Poor body image, mental wellness, and what young girls should be told instead

No+more+time+to+weight

Scales have come to measure more than weight. They measure self-worth. A recent study found 63 percent of women to identify weight as a key determinant in their self-worth while another study reported 86 percent of women are dissatisfied with their appearances. 

 These negative body-images, especially in females, are linked to mental illnesses including body dysmorphia, depression, and eating disorders if left unresolved. “Imagined ugliness” disorders convince individuals they appear to be what distorted mirrors reflect. Meaning, extreme dissatisfaction with one’s appearance can do irreversible damage. 

Beginning in childhood, body ideal internalisation is thought to be the cause of poor body image. Young women develop this idea that they must be skinny while still maintaining curves, an oxymoron embodying all that is flawed with societal beauty standards. 

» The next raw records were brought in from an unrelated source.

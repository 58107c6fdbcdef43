use gateway_service::auth::TokenValidator;
use gateway_service::config::{Config, ConfigError};
use gateway_service::proxy::ForwardingEngine;
use gateway_service::routes::{self, AppState};
use gateway_service::routing::RouteTable;
use std::net::SocketAddr;
use std::sync::Arc;
use tracing::{error, info};
use tracing_subscriber::{layer::SubscriberExt, util::SubscriberInitExt};

#[tokio::main]
async fn main() -> Result<(), Box<dyn std::error::Error>> {
    // Initialize tracing
    tracing_subscriber::registry()
        .with(
            tracing_subscriber::EnvFilter::try_from_default_env()
                .unwrap_or_else(|_| "gateway_service=debug,tower_http=debug".into()),
        )
        .with(tracing_subscriber::fmt::layer())
        .init();

    info!("Starting tier gateway");

    // Load configuration
    let config = Config::from_env().map_err(|e| {
        error!("Failed to load configuration: {}", e);
        e
    })?;

    info!("Configuration loaded successfully");

    // Load the route table
    let route_table = RouteTable::load(&config.routes_file).map_err(|e| {
        error!("Failed to load route table: {}", e);
        e
    })?;

    // Load the verification key
    let public_key_pem = std::fs::read_to_string(&config.public_key_file).map_err(|source| {
        let e = ConfigError::UnreadableFile {
            path: config.public_key_file.clone(),
            source,
        };
        error!("Failed to read verification key: {}", e);
        e
    })?;

    let validator =
        TokenValidator::from_pem(&public_key_pem, config.jwt_leeway_seconds).map_err(|e| {
            error!("Failed to load verification key: {}", e);
            e
        })?;

    info!("Verification key loaded");

    // Build the forwarding engine
    let engine = ForwardingEngine::new(config.upstream_timeout).map_err(|e| {
        error!("Failed to build forwarding engine: {}", e);
        e
    })?;

    // Create application state
    let state = Arc::new(AppState {
        route_table,
        validator,
        engine,
    });

    // Build application routes
    let app = routes::build_routes(state);

    // Parse bind address
    let addr: SocketAddr = config.bind_address.parse().map_err(|e| {
        error!("Invalid bind address: {}", e);
        e
    })?;

    info!("Tier gateway listening on {}", addr);

    let listener = tokio::net::TcpListener::bind(addr).await?;
    axum::serve(listener, app).await?;

    Ok(())
}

However, there are a variety of ways women develop their sense of ‘ideal appearance’. Social media, family, comparisons between peers, and feelings of depression all contribute to a distorted perception of a girl’s body. Social media has become a breeding ground for comparisons and dissatisfaction. Girls barely going through puberty can not escape Instagram models and photo-shopped ‘perfection’. Battlefield junior Ashley Kehoe shares “sexualizing women’s bodies and making young girls feel like if they are not [desirable], then they are not beautiful or powerful,”  which festers insecurities and intrusive thoughts. Broadcasting an unrealistic beauty standard on nearly every app demotes women to being worth no more than their bodies. 

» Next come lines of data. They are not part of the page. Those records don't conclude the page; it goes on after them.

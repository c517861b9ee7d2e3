use std::collections::HashMap;

use sha2::{Digest, Sha256};
use tracing::debug;

use crate::constants::{BLOCK_BYTES, BLOCK_CHARS, CHECKSUM_LEN, MAX_SECRET_LEN, MAX_SHARES};
use crate::error::{Error, Result};
use crate::sss::{combine_shares, split_secret};
use crate::token::ShareToken;

/// Threshold secret sharing as seen by the share workflow.
///
/// The workflow only moves tokens between text and the provider, so any scheme whose tokens are
/// whole 44 character blocks of the share alphabet can be plugged in here.
pub trait SecretSharingProvider {
    /// Splits `secret` into `total` tokens, any `threshold` of which recover it.
    ///
    /// # Errors
    ///
    /// `Error::SharingMath` if the parameters are invalid or splitting fails.
    fn split(&self, threshold: usize, total: usize, secret: &[u8]) -> Result<Vec<ShareToken>>;

    /// Recovers the secret from tokens of one split.
    ///
    /// # Errors
    ///
    /// `Error::InsufficientOrInvalidShares` if there are too few tokens or they do not belong
    /// together.
    fn combine(&self, tokens: &[ShareToken]) -> Result<Vec<u8>>;
}

/// Byte-wise Shamir sharing over GF(2^8).
///
/// # Token layout
///
/// ```text
/// x (1) | threshold (1) | share of: len (2, BE) | secret | sha256(secret)[..4] | zero padding
/// ```
///
/// The padding makes the raw token a whole number of 33 byte blocks. Length, secret and checksum
/// are all shared, so a single token only tells how many blocks the secret spans.
#[derive(Debug, Clone, Copy, Default)]
pub struct ShamirProvider;

const HEADER_LEN: usize = 2;
const LENGTH_PREFIX: usize = 2;

impl ShamirProvider {
    pub fn new() -> Self {
        ShamirProvider
    }

    fn checksum(secret: &[u8]) -> [u8; CHECKSUM_LEN] {
        let digest = Sha256::digest(secret);
        let mut checksum = [0u8; CHECKSUM_LEN];
        checksum.copy_from_slice(&digest[..CHECKSUM_LEN]);
        checksum
    }

    fn plaintext(secret: &[u8]) -> Vec<u8> {
        let unpadded = HEADER_LEN + LENGTH_PREFIX + secret.len() + CHECKSUM_LEN;
        let padded = unpadded.div_ceil(BLOCK_BYTES) * BLOCK_BYTES;

        let mut plaintext = Vec::with_capacity(padded - HEADER_LEN);
        plaintext.extend_from_slice(&(secret.len() as u16).to_be_bytes());
        plaintext.extend_from_slice(secret);
        plaintext.extend_from_slice(&Self::checksum(secret));
        plaintext.resize(padded - HEADER_LEN, 0);
        plaintext
    }

    fn open(plaintext: &[u8]) -> Result<Vec<u8>> {
        let invalid = |reason: &str| Error::InsufficientOrInvalidShares(reason.to_string());

        if plaintext.len() < LENGTH_PREFIX + CHECKSUM_LEN {
            return Err(invalid("shares are too short"));
        }
        let len = u16::from_be_bytes([plaintext[0], plaintext[1]]) as usize;
        let end = LENGTH_PREFIX + len;
        if end + CHECKSUM_LEN > plaintext.len() {
            return Err(invalid("recovered length is out of range, not enough shares?"));
        }

        let secret = &plaintext[LENGTH_PREFIX..end];
        if plaintext[end..end + CHECKSUM_LEN] != Self::checksum(secret) {
            return Err(invalid("checksum mismatch, not enough shares or shares from different splits"));
        }
        Ok(secret.to_vec())
    }
}

impl SecretSharingProvider for ShamirProvider {
    fn split(&self, threshold: usize, total: usize, secret: &[u8]) -> Result<Vec<ShareToken>> {
        if threshold == 0 || threshold > total {
            return Err(Error::SharingMath(format!(
                "cannot split into {total} shares with a threshold of {threshold}"
            )));
        }
        if total > MAX_SHARES {
            return Err(Error::SharingMath(format!(
                "at most {MAX_SHARES} shares are supported, {total} requested"
            )));
        }
        if secret.len() > MAX_SECRET_LEN {
            return Err(Error::SharingMath(format!(
                "secrets are limited to {MAX_SECRET_LEN} bytes, got {}",
                secret.len()
            )));
        }

        let shares = split_secret(&Self::plaintext(secret), threshold, total)?;

        let mut tokens = Vec::with_capacity(total);
        for x in 1..=total as u8 {
            let share = shares
                .get(&x)
                .ok_or_else(|| Error::SharingMath(format!("share {x} is missing")))?;
            let mut raw = Vec::with_capacity(HEADER_LEN + share.len());
            raw.push(x);
            raw.push(threshold as u8);
            raw.extend_from_slice(share);
            let token =
                ShareToken::from_bytes(&raw).map_err(|err| Error::SharingMath(err.to_string()))?;
            tokens.push(token);
        }

        debug!(
            "✂️  Split secret into {} share(s), threshold {}, {} block(s) each",
            total,
            threshold,
            tokens[0].len() / BLOCK_CHARS
        );
        Ok(tokens)
    }

    fn combine(&self, tokens: &[ShareToken]) -> Result<Vec<u8>> {
        let invalid = |reason: String| Error::InsufficientOrInvalidShares(reason);

        if tokens.is_empty() {
            return Err(invalid("no shares given".to_string()));
        }

        let mut threshold = None;
        let mut shares_map: HashMap<u8, Vec<u8>> = HashMap::with_capacity(tokens.len());

        for (i, token) in tokens.iter().enumerate() {
            let raw = token
                .to_bytes()
                .map_err(|err| invalid(format!("share {}: {err}", i + 1)))?;
            let (x, t) = (raw[0], raw[1] as usize);

            if x == 0 || t == 0 {
                return Err(invalid(format!("share {} has an invalid header", i + 1)));
            }
            match threshold {
                None => threshold = Some(t),
                Some(expected) if expected != t => {
                    return Err(invalid(format!(
                        "share {} needs {t} shares, earlier ones need {expected}",
                        i + 1
                    )))
                }
                Some(_) => {}
            }
            if shares_map.insert(x, raw[HEADER_LEN..].to_vec()).is_some() {
                return Err(invalid(format!("share number {x} is given twice")));
            }
        }

        let threshold = threshold.unwrap_or(1);
        if shares_map.len() < threshold {
            return Err(invalid(format!(
                "{threshold} shares are needed, only {} given",
                shares_map.len()
            )));
        }

        let plaintext = combine_shares(&shares_map)?;
        let secret = Self::open(&plaintext)?;
        debug!("🔑 Combined {} share(s)", shares_map.len());
        Ok(secret)
    }
}

#[cfg(test)]
mod tests {
    use super::*;

    #[test]
    fn test_hello_fits_one_block() {
        let tokens = ShamirProvider.split(2, 3, b"hello").unwrap();

        assert_eq!(tokens.len(), 3);
        for token in &tokens {
            assert_eq!(token.len(), BLOCK_CHARS);
        }
        assert_eq!(ShamirProvider.combine(&tokens[..2]).unwrap(), b"hello");
        assert_eq!(ShamirProvider.combine(&tokens[1..]).unwrap(), b"hello");
        assert_eq!(
            ShamirProvider
                .combine(&[tokens[2].clone(), tokens[0].clone()])
                .unwrap(),
            b"hello"
        );
        assert!(matches!(
            ShamirProvider.combine(&tokens[..1]),
            Err(Error::InsufficientOrInvalidShares(_))
        ));
    }

    #[test]
    fn test_every_subset_at_or_above_threshold() {
        let secret = b"correct horse battery staple";
        for total in 1..=6usize {
            for threshold in 1..=total {
                let tokens = ShamirProvider.split(threshold, total, secret).unwrap();
                for mask in 1u32..(1 << total) {
                    let subset: Vec<ShareToken> = (0..total)
                        .filter(|i| mask & (1 << i) != 0)
                        .map(|i| tokens[i].clone())
                        .collect();
                    let result = ShamirProvider.combine(&subset);
                    if subset.len() >= threshold {
                        assert_eq!(result.unwrap(), secret);
                    } else {
                        assert!(matches!(result, Err(Error::InsufficientOrInvalidShares(_))));
                    }
                }
            }
        }
    }

    #[test]
    fn test_long_secret_spans_blocks() {
        let secret = vec![0xA5u8; 100];
        let tokens = ShamirProvider.split(3, 4, &secret).unwrap();

        // 2 + 2 + 100 + 4 bytes rounds up to four blocks
        assert!(tokens.iter().all(|t| t.len() == 4 * BLOCK_CHARS));
        assert_eq!(ShamirProvider.combine(&tokens[1..]).unwrap(), secret);
    }

    #[test]
    fn test_empty_secret() {
        let tokens = ShamirProvider.split(2, 2, b"").unwrap();
        assert_eq!(ShamirProvider.combine(&tokens).unwrap(), b"");
    }

    #[test]
    fn test_invalid_split_parameters() {
        for (threshold, total) in [(0, 3), (4, 3), (2, 256)] {
            assert!(matches!(
                ShamirProvider.split(threshold, total, b"x"),
                Err(Error::SharingMath(_))
            ));
        }
        let huge = vec![0u8; MAX_SECRET_LEN + 1];
        assert!(matches!(
            ShamirProvider.split(2, 3, &huge),
            Err(Error::SharingMath(_))
        ));
    }

    #[test]
    fn test_mismatched_and_corrupted_shares() {
        let first = ShamirProvider.split(2, 3, b"first secret").unwrap();
        let second = ShamirProvider.split(2, 3, b"second secret").unwrap();

        // same x coordinate twice
        assert!(ShamirProvider
            .combine(&[first[0].clone(), second[0].clone()])
            .is_err());
        // shares from different splits
        assert!(ShamirProvider
            .combine(&[first[0].clone(), second[1].clone()])
            .is_err());

        // flip a byte of the shared payload
        let mut raw = first[1].to_bytes().unwrap();
        raw[5] ^= 0x01;
        let corrupted = ShareToken::from_bytes(&raw).unwrap();
        assert!(matches!(
            ShamirProvider.combine(&[first[0].clone(), corrupted]),
            Err(Error::InsufficientOrInvalidShares(_))
        ));

        assert!(matches!(
            ShamirProvider.combine(&[ShareToken::new("garbage")]),
            Err(Error::InsufficientOrInvalidShares(_))
        ));
        assert!(matches!(
            ShamirProvider.combine(&[]),
            Err(Error::InsufficientOrInvalidShares(_))
        ));
    }

    #[test]
    fn test_threshold_mismatch() {
        let two = ShamirProvider.split(2, 3, b"same").unwrap();
        let mut raw = two[1].to_bytes().unwrap();
        raw[1] = 3;
        let altered = ShareToken::from_bytes(&raw).unwrap();

        assert!(matches!(
            ShamirProvider.combine(&[two[0].clone(), altered]),
            Err(Error::InsufficientOrInvalidShares(_))
        ));
    }
}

How young women see themselves even breaches onto the territory of a public health issue. “People with poor body image are at risk of self harm and of potentially harmful sexual behaviour,” reports Hannah Lewis, police officer at Rethink Mental Illness. Society needs to take responsibility and commit to protecting the generations of girls to come from poor body-image. Insecurities are natural, threats to safety are not. 

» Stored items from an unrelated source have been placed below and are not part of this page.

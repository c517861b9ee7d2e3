use config::{Config, ConfigError, Environment, File};
use serde::{Deserialize, Serialize};
use std::path::{Path, PathBuf};
use tracing::debug;

use crate::constants::{
    DEFAULT_DICTIONARY, DEFAULT_SHARES_FILE, DEFAULT_THRESHOLD, DEFAULT_TOTAL, ENV_PREFIX,
};

/// Defaults for the command line, layered from built-in values, an optional TOML file and
/// `WORDSHARE_*` environment variables.
#[derive(Debug, Clone, PartialEq, Eq, Serialize, Deserialize)]
#[serde(default)]
pub struct WordshareConfig {
    /// Word list used to encode and decode shares.
    pub dictionary: PathBuf,
    /// Share file written by `create` and read by `reveal`.
    pub shares_file: PathBuf,
    pub threshold: usize,
    pub total: usize,
    /// Overwrite an existing shares file on `create`.
    pub force: bool,
}

impl Default for WordshareConfig {
    fn default() -> Self {
        WordshareConfig {
            dictionary: PathBuf::from(DEFAULT_DICTIONARY),
            shares_file: PathBuf::from(DEFAULT_SHARES_FILE),
            threshold: DEFAULT_THRESHOLD,
            total: DEFAULT_TOTAL,
            force: false,
        }
    }
}

impl WordshareConfig {
    /// Loads the configuration. A missing file is not an error, the defaults are used instead.
    pub fn load<P: AsRef<Path>>(path: P) -> Result<Self, ConfigError> {
        let path = path.as_ref();
        let settings = Config::builder()
            // Add in `./wordshare.toml` when present
            .add_source(File::from(path).required(false))
            // Eg.. `WORDSHARE_DICTIONARY=words.txt ./target/wordshare reveal`
            .add_source(Environment::with_prefix(ENV_PREFIX))
            .build()?;

        let config: WordshareConfig = settings.try_deserialize()?;
        debug!("📝 Loaded config (file {:?}): {:?}", path, config);
        Ok(config)
    }

    /// Renders the configuration as TOML.
    pub fn to_toml(&self) -> Result<String, ConfigError> {
        toml::to_string_pretty(self).map_err(|err| ConfigError::Foreign(Box::new(err)))
    }
}

#[cfg(test)]
mod tests {
    use super::*;
    use std::fs;

    #[test]
    fn test_missing_file_gives_defaults() {
        let dir = tempfile::tempdir().unwrap();
        let config = WordshareConfig::load(dir.path().join("absent.toml")).unwrap();

        assert_eq!(config.threshold, DEFAULT_THRESHOLD);
        assert_eq!(config.total, DEFAULT_TOTAL);
        assert_eq!(config.shares_file, PathBuf::from(DEFAULT_SHARES_FILE));
        assert!(!config.force);
    }

    #[test]
    fn test_file_overrides_defaults() {
        let dir = tempfile::tempdir().unwrap();
        let path = dir.path().join("wordshare.toml");
        fs::write(&path, "dictionary = \"words.txt\"\nthreshold = 3\ntotal = 5\n").unwrap();

        let config = WordshareConfig::load(&path).unwrap();
        assert_eq!(config.dictionary, PathBuf::from("words.txt"));
        assert_eq!(config.threshold, 3);
        assert_eq!(config.total, 5);
        assert_eq!(config.shares_file, PathBuf::from(DEFAULT_SHARES_FILE));
    }

    #[test]
    fn test_toml_round_trip() {
        let config = WordshareConfig {
            force: true,
            total: 7,
            ..WordshareConfig::default()
        };
        let dir = tempfile::tempdir().unwrap();
        let path = dir.path().join("wordshare.toml");
        fs::write(&path, config.to_toml().unwrap()).unwrap();

        assert_eq!(WordshareConfig::load(&path).unwrap(), config);
    }
}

Instead of messages of tiny waists, flat stomachs, and curves, young girls need to be shown how to focus on what bodies do instead of what they look like. Perfection is unrealistic. Learning how movements such as hiking, swimming, jogging, and more strengthen the body, girls will grow in confidence and recognize their bodies as strong and capable. Comparisons are nearly foolish considering each person was born beautiful in infinitely different ways.

Society is obsessed with appearance. That does not mean the current generation and generations to come have to be. Weight loss and other similar industries have come to capitalize insecurities beginning with elementary-aged girls. “[Girls] have been very much valued in terms of their image. That’s the way they have currency in society,” says Phillippa Diedrichs, professor of psychology at the University of the West of England (UWE). Many need to be reminded of how kindness and confidence are worth more, anyways.